La photo de la jeune femme dont on suit le parcours tout au long du
roman de Sara Rosenberg apparaissait régulièrement, comme tant d’autres,
portées par les grand-mères, sur la Plaza de Mayo à Buenos-Aires. Elle
s’appelle Julia Berenstein. Engagée dans la lutte révolutionnaire en
Argentine dans les années 1970, elle a été trahie par l’un des siens et
arrêtée à l’aéroport de La Paz en Bolivie avant d’être ramenée à Tucuman
où elle ne survivra que quelques mois, le temps de donner naissance à
une fille que le commandant tortionnaire et sa femme adopteront tout
aussitôt.
« Ils ont dû au mieux l’abandonner sans soins, comme les autres, et
elle en est morte. Ou pire, ils l’ont utilisée pour ce qu’ils appelaient
leurs "expériences". »
Pour bien appréhender ce que fut la vie de celle qui était son amie
d’enfance, Miguel, le narrateur, entreprend, pour un documentaire qu’il
doit consacrer à cette période, une série d’entretiens avec ceux qui ont
connu, aimé ou détesté Julia. Il arpente l’Argentine et va jusqu’à
Madrid pour retrouver certains membres de sa famille et d’anciens
détenus qui ont croisé la route de cette femme qui ne laissait personne
indifférent. Tous notent son caractère bien trempé, ses idées
tranchées, ses forces mais aussi ses failles, sa fragilité, son
immersion, très jeune (à dix-sept ans), dans la lutte armée, son
exaltation, sa décision d’aller braquer une banque, ses années de
détention, ses planques ou ses fuites dans divers pays d’Amérique du Sud
pour échapper, après sa libération, aux militaires qui ne la lâcheront
jamais.
« Quand Julia nous apparaît, elle nous demande toujours des figues.

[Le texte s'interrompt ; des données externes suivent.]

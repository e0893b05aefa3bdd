//! Application state: configuration plus the wired-up debate service

use std::net::{SocketAddr, ToSocketAddrs};
use std::sync::Arc;

use agora_core::{
    AgoraConfig, Collaborators, Database, DebateService, Error, FileArchive, OpenRouterOracle,
    Result, SharedDatabase, TopicBank, TopicSource,
};
use tracing::{info, warn};

pub struct AppState {
    pub config: AgoraConfig,
    pub service: Arc<DebateService>,
}

impl AppState {
    /// Open storage and build the service described by `config`
    pub fn new(config: AgoraConfig) -> Result<Self> {
        config.validate()?;

        let db_path = config.storage.database_path()?;
        let db = Database::open(&db_path)?;
        info!(path = %db_path.display(), schema = db.schema_version(), "Player database ready");

        let archive = FileArchive::new(config.storage.archive_dir()?)?;
        info!(path = %archive.base_path().display(), "Debate archive ready");

        let oracle = Arc::new(OpenRouterOracle::from_config(&config.oracle));
        let topics: Arc<dyn TopicSource> = if oracle.has_api_key() {
            info!(model = %config.oracle.model, "Scoring with OpenRouter");
            oracle.clone()
        } else {
            warn!(
                env = %config.oracle.api_key_env,
                "No oracle API key set; arguments get neutral scores and topics come from the built-in bank"
            );
            Arc::new(TopicBank)
        };

        let service = DebateService::new(
            &config,
            Collaborators {
                oracle,
                topics,
                players: Arc::new(SharedDatabase::new(db)),
                archive: Arc::new(archive),
            },
        );

        Ok(Self {
            config,
            service: Arc::new(service),
        })
    }

    /// Resolve the configured listen address
    pub fn bind_addr(&self) -> Result<SocketAddr> {
        let server = &self.config.server;
        (server.host.as_str(), server.port)
            .to_socket_addrs()?
            .next()
            .ok_or_else(|| Error::Config(format!("cannot resolve host {}", server.host)))
    }
}

#[cfg(test)]
mod tests {
    use super::*;
    use tempfile::TempDir;

    #[test]
    fn test_state_creates_storage() {
        let dir = TempDir::new().unwrap();
        let mut config = AgoraConfig::default();
        config.storage.data_dir = Some(dir.path().join("data"));

        let state = AppState::new(config).unwrap();
        assert!(dir.path().join("data").join("agora.db").exists());
        assert!(dir.path().join("data").join("debates").is_dir());
        assert_eq!(state.bind_addr().unwrap().port(), 7420);
    }

    #[test]
    fn test_invalid_config_rejected() {
        let mut config = AgoraConfig::default();
        config.debate.rounds = 0;
        assert!(AppState::new(config).is_err());
    }
}
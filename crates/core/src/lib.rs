//! Agora Core Library
//!
//! Debate rooms, turn ledgers, scoring, player profiles and archives for the
//! Agora debate server.

pub mod archive;
pub mod assembler;
pub mod config;
pub mod error;
pub mod invariants;
pub mod ledger;
pub mod models;
pub mod registry;
pub mod room;
pub mod scoring;
pub mod service;
pub mod storage;
pub mod topics;

pub use archive::{DebateArchive, FileArchive, MemoryArchive};
pub use config::AgoraConfig;
pub use error::{Error, ErrorCode, ErrorKind, Result};
pub use models::*;
pub use registry::RoomRegistry;
pub use room::{RoomRules, RoomSnapshot, RoomStatus, SharedRoom, SubmitOutcome};
pub use scoring::{OpenRouterOracle, OracleError, ScoringOracle, ScoringOrchestrator};
pub use service::{Collaborators, CreatedRoom, DebateService, SubmitResult};
pub use storage::{Database, PlayerDirectory, SharedDatabase};
pub use topics::{Genre, TopicBank, TopicSource};
//! Storage repository traits
//!
//! The debate service only sees these interfaces, so tests can swap the
//! SQLite implementation for an in-memory one.

use crate::error::Result;
use crate::models::Player;

/// Registered players and their running records
pub trait PlayerDirectory: Send + Sync {
    /// Register a new player
    fn create_player(&self, username: &str) -> Result<Player>;

    fn get_player(&self, username: &str) -> Result<Option<Player>>;

    fn player_exists(&self, username: &str) -> Result<bool>;

    /// Winner gains `delta` points and a win; loser loses `delta` and takes a loss
    fn record_result(&self, winner: &str, loser: &str, delta: u32) -> Result<()>;

    /// Both players get a draw
    fn record_draw(&self, first: &str, second: &str) -> Result<()>;

    /// Top `limit` players by total score
    fn leaderboard(&self, limit: u32) -> Result<Vec<Player>>;
}
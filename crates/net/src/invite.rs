//! Invite URL generation and parsing
//!
//! Invite format: agora://<host>:<port>/<ROOM KEY>

use std::fmt;
use std::net::{IpAddr, SocketAddr};

use agora_core::RoomKey;

use crate::error::{Error, Result};

const SCHEME: &str = "agora://";

/// A shareable pointer to a room on a server
#[derive(Debug, Clone, PartialEq, Eq)]
pub struct InviteUrl {
    pub host: IpAddr,
    pub port: u16,
    pub room_key: RoomKey,
}

impl InviteUrl {
    pub fn new(host: IpAddr, port: u16, room_key: RoomKey) -> Self {
        Self {
            host,
            port,
            room_key,
        }
    }

    pub fn from_addr(addr: SocketAddr, room_key: RoomKey) -> Self {
        Self::new(addr.ip(), addr.port(), room_key)
    }

    /// Get the socket address for connection
    pub fn socket_addr(&self) -> SocketAddr {
        SocketAddr::new(self.host, self.port)
    }

    pub fn to_url(&self) -> String {
        format!("{}{}/{}", SCHEME, self.socket_addr(), self.room_key)
    }

    pub fn parse(s: &str) -> Result<Self> {
        let rest = s
            .trim()
            .strip_prefix(SCHEME)
            .ok_or_else(|| Error::Protocol(format!("Invalid invite URL: missing {} prefix", SCHEME)))?;

        let (host_port, key) = rest
            .split_once('/')
            .ok_or_else(|| Error::Protocol("Invalid invite URL: expected host:port/ROOMKEY".into()))?;

        let addr: SocketAddr = host_port.parse().map_err(|_| {
            Error::Protocol(format!("Invalid invite URL: bad address '{}'", host_port))
        })?;

        let room_key = RoomKey::parse(key.trim_end_matches('/'))
            .ok_or_else(|| Error::Protocol(format!("Invalid invite URL: bad room key '{}'", key)))?;

        Ok(Self::from_addr(addr, room_key))
    }
}

impl fmt::Display for InviteUrl {
    fn fmt(&self, f: &mut fmt::Formatter<'_>) -> fmt::Result {
        f.write_str(&self.to_url())
    }
}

Nous lui laissons les meilleures, les plus mûres, sur la margelle du
puits, alors elle semble contente et elle s’en va tout doucement, en
marchant au bord de la rivière et en les savourant. »
Patiemment, le cinéaste retranscrit les divers enregistrements qu’il a
réalisés. Il y ajoute ses propres souvenirs et y glisse des extraits
d’un carnet (histoire naturelle et botanique) que Julia lui a
légué. Se dessinent ainsi, peu à peu, non seulement le portrait sensible
d’une militante à fleur de peau mais aussi la réalité politique d’un
pays vivant sous la dictature.
« Je me rappelle que la victoire du Vietnam avait coïncidé avec le
coup d’état militaire de Videla. Des paradoxes qui trouvent leur
résolution dans les rêves en changeant de forme, mais qui, dans la
réalité, demeurent insolubles. On n’avait même pas pu fêter ça. On
courait tous comme des rats. On nous chassait comme des rats. Le grand
camion nettoyeur était payé par tous les citoyens honorables, dans un
acquiescement unanime. »
Le mécanisme de cette machine à broyer les idéaux de tous ceux qui
aspiraient à vivre autrement en Argentine à l’époque est ici décrit avec
précision. Les différentes pièces de ce puzzle qui repose sur la
nécessaire transmission de la mémoire collective sont posées avec calme.
Ce qui se dit de terrible est atténué par la douceur des paysages
esquissés par Sara Rosenberg. Celle-ci, qui fut également militante
politique, emprisonnée durant plus de trois ans, offre avec Un fil rouge
un roman polyphonique savamment construit. Aucune question n’y est
éludée. La tension du livre atteint son apogée grâce à ces témoignages
parfois contradictoires et toujours très humains recueillis par le
narrateur. Pas un de ceux (et de celles) qu’il interroge n’a réussi à
se remettre des traumatismes dus à ces années de plomb. Certains ne sont
pas loin de penser, à demi-mots, que Julia se trouve, sans l’avoir
voulu, à l’origine de leurs séquelles physiques et psychologiques.
« J’essaie de réfléchir sur la mémoire. Seuls ceux qui se souviennent
parlent. Ou plutôt, on ne peut parler que de ce qu’on a vécu. Quelque
chose comme ça. La voix est toujours collective. C’est la récupération
d’une histoire qui appartient à tous. »
Ce sont de longs fragments de cette histoire-là, qu’elle connait
bien, et qui est sans doute moins "romancée" qu’il n’y paraît, que Sara
Rosenberg nous invite à découvrir.
Sara Rosenberg : Un fil rouge, traduit de l’espagnol par Belinda Corbacho, 290 pages, éditions La Contre-Allée.
Sara Rosenberg : Un fil rouge, traduit de l’espagnol par Belinda Corbacho, 290 pages, éditions La Contre-Allée.